**Work instructions:** Your answer should be the complete set of entries, transcribed exactly.

**Supplied records:**
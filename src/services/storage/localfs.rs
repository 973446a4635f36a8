//! Local filesystem backend.
//!
//! Content lives in `files_dir/<key>` and metadata as JSON in
//! `meta_dir/<key>`. Both are written to `.tmp-<uuid>` siblings first and
//! renamed into place, so readers never observe a half-written file.

use super::{
    ByteSource, EnumerableBackend, StorageBackend, StorageError, StorageResult, ensure_key_safe,
};
use crate::{
    models::{Expiry, Metadata},
    services::{archive, sniff},
};
use async_trait::async_trait;
use axum::{
    body::Body,
    http::{HeaderMap, Request, header},
    response::Response,
};
use serde::{Deserialize, Serialize};
use std::{
    io::{self, ErrorKind},
    path::{Path, PathBuf},
    time::Instant,
};
use sysinfo::Disks;
use tokio::fs::{self, File};
use tower::ServiceExt;
use tower_http::services::ServeFile;
use tracing::{debug, info, warn};
use uuid::Uuid;

const BYTES_PER_GB: f64 = 1024.0 * 1024.0 * 1024.0;

/// Request headers forwarded to the file server.
const FORWARDED_HEADERS: [header::HeaderName; 4] = [
    header::RANGE,
    header::IF_RANGE,
    header::IF_MODIFIED_SINCE,
    header::IF_UNMODIFIED_SINCE,
];

/// On-disk metadata layout.
#[derive(Serialize, Deserialize)]
struct StoredMetadata {
    original_name: String,
    delete_key: String,
    #[serde(default, skip_serializing_if = "String::is_empty")]
    access_key: String,
    #[serde(alias = "sha256sum")]
    content_hash: String,
    mimetype: String,
    size: u64,
    expiry: i64,
    #[serde(default, alias = "archive_files", skip_serializing_if = "Vec::is_empty")]
    archive_entries: Vec<String>,
}

impl From<&Metadata> for StoredMetadata {
    fn from(m: &Metadata) -> Self {
        Self {
            original_name: m.original_name.clone(),
            delete_key: m.delete_key.clone(),
            access_key: m.access_key.clone(),
            content_hash: m.content_hash.clone(),
            mimetype: m.mimetype.clone(),
            size: m.size,
            expiry: m.expiry.to_epoch(),
            archive_entries: m.archive_entries.clone(),
        }
    }
}

impl StoredMetadata {
    fn into_metadata(self) -> Option<Metadata> {
        Some(Metadata {
            expiry: Expiry::from_epoch(self.expiry)?,
            original_name: self.original_name,
            delete_key: self.delete_key,
            access_key: self.access_key,
            content_hash: self.content_hash,
            mimetype: self.mimetype,
            size: self.size,
            archive_entries: self.archive_entries,
        })
    }
}

#[derive(Debug)]
pub struct LocalFsBackend {
    files_dir: PathBuf,
    meta_dir: PathBuf,
    min_free_bytes: u64,
}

**Response to this task:**
filename src/services/storage/localfs.rs
repository 973446a4635f36a8
//! Local filesystem backend.
//!
//! Content lives in `files_dir/<key>` and metadata as JSON in
//! `meta_dir/<key>`. Both are written to `.tmp-<uuid>` siblings first and
//! renamed into place, so readers never observe a half-written file.

use super::{
    ByteSource, EnumerableBackend, StorageBackend, StorageError, StorageResult, ensure_key_safe,
};
use crate::{
    models::{Expiry, Metadata},
    services::{archive, sniff},
};
use async_trait::async_trait;
use axum::{
    body::Body,
    http::{HeaderMap, Request, header},
    response::Response,
};
use serde::{Deserialize, Serialize};
use std::{
    io::{self, ErrorKind},
    path::{Path, PathBuf},
    time::Instant,
};
use sysinfo::Disks;
use tokio::fs::{self, File};
use tower::ServiceExt;
use tower_http::services::ServeFile;
use tracing::{debug, info, warn};
use uuid::Uuid;

const BYTES_PER_GB: f64 = 1024.0 * 1024.0 * 1024.0;

/// Request headers forwarded to the file server.
const FORWARDED_HEADERS: [header::HeaderName; 4] = [
    header::RANGE,
    header::IF_RANGE,
    header::IF_MODIFIED_SINCE,
    header::IF_UNMODIFIED_SINCE,
];

/// On-disk metadata layout.
#[derive(Serialize, Deserialize)]
struct StoredMetadata {
    original_name: String,
    delete_key: String,
    #[serde(default, skip_serializing_if = "String::is_empty")]
    access_key: String,
    #[serde(alias = "sha256sum")]
    content_hash: String,
    mimetype: String,
    size: u64,
    expiry: i64,
    #[serde(default, alias = "archive_files", skip_serializing_if = "Vec::is_empty")]
    archive_entries: Vec<String>,
}

impl From<&Metadata> for StoredMetadata {
    fn from(m: &Metadata) -> Self {
        Self {
            original_name: m.original_name.clone(),
            delete_key: m.delete_key.clone(),
            access_key: m.access_key.clone(),
            content_hash: m.content_hash.clone(),
            mimetype: m.mimetype.clone(),
            size: m.size,
            expiry: m.expiry.to_epoch(),
            archive_entries: m.archive_entries.clone(),
        }
    }
}

impl StoredMetadata {
    fn into_metadata(self) -> Option<Metadata> {
        Some(Metadata {
            expiry: Expiry::from_epoch(self.expiry)?,
            original_name: self.original_name,
            delete_key: self.delete_key,
            access_key: self.access_key,
            content_hash: self.content_hash,
            mimetype: self.mimetype,
            size: self.size,
            archive_entries: self.archive_entries,
        })
    }
}

#[derive(Debug)]
pub struct LocalFsBackend {
    files_dir: PathBuf,
    meta_dir: PathBuf,
    min_free_bytes: u64,
}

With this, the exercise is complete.